*** Opening of Data shown ***

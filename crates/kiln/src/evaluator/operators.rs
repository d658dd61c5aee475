use std::cmp::Ordering;

use crate::parser::{BinaryOperator, UnaryOperator};
use crate::value::Value;

pub(super) fn unary(operator: UnaryOperator, value: Value) -> Value {
    match operator {
        UnaryOperator::Not => Value::Bool(!value.is_truthy()),
        UnaryOperator::Negate => Value::Number(-value.to_number()),
        UnaryOperator::Plus => Value::Number(value.to_number()),
        UnaryOperator::Typeof => Value::from(value.type_of()),
        UnaryOperator::Await => value,
    }
}

pub(super) fn binary(operator: BinaryOperator, a: &Value, b: &Value) -> Value {
    match operator {
        BinaryOperator::Add => add(a, b),
        BinaryOperator::Subtract => Value::Number(a.to_number() - b.to_number()),
        BinaryOperator::Multiply => Value::Number(a.to_number() * b.to_number()),
        BinaryOperator::Divide => Value::Number(a.to_number() / b.to_number()),
        BinaryOperator::Remainder => Value::Number(a.to_number() % b.to_number()),
        BinaryOperator::Equal => Value::Bool(a.loose_equals(b)),
        BinaryOperator::NotEqual => Value::Bool(!a.loose_equals(b)),
        BinaryOperator::StrictEqual => Value::Bool(a.strict_equals(b)),
        BinaryOperator::StrictNotEqual => Value::Bool(!a.strict_equals(b)),
        BinaryOperator::Less => Value::Bool(compare(a, b) == Some(Ordering::Less)),
        BinaryOperator::LessOrEqual => Value::Bool(matches!(
            compare(a, b),
            Some(Ordering::Less | Ordering::Equal)
        )),
        BinaryOperator::Greater => Value::Bool(compare(a, b) == Some(Ordering::Greater)),
        BinaryOperator::GreaterOrEqual => Value::Bool(matches!(
            compare(a, b),
            Some(Ordering::Greater | Ordering::Equal)
        )),
    }
}

fn add(a: &Value, b: &Value) -> Value {
    if let (Value::Number(a), Value::Number(b)) = (a, b) {
        return Value::Number(a + b);
    }
    if is_textual(a) || is_textual(b) {
        return Value::from(format!("{}{}", a.to_text(), b.to_text()));
    }
    Value::Number(a.to_number() + b.to_number())
}

// Operands that `+` turns into text.
fn is_textual(value: &Value) -> bool {
    matches!(
        value,
        Value::String(_) | Value::Array(_) | Value::Object(_) | Value::Function(_)
    )
}

fn compare(a: &Value, b: &Value) -> Option<Ordering> {
    match (a, b) {
        (Value::String(a), Value::String(b)) => Some(a.cmp(b)),
        _ => a.to_number().partial_cmp(&b.to_number()),
    }
}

*** Close of Data shown ***

Work required:
The reply should consist only of the line containing "fn is_textual(value: &Value)" and all lines after it in the listing above, reproduced exactly.

Output:
fn is_textual(value: &Value) -> bool {
    matches!(
        value,
        Value::String(_) | Value::Array(_) | Value::Object(_) | Value::Function(_)
    )
}

fn compare(a: &Value, b: &Value) -> Option<Ordering> {
    match (a, b) {
        (Value::String(a), Value::String(b)) => Some(a.cmp(b)),
        _ => a.to_number().partial_cmp(&b.to_number()),
    }
}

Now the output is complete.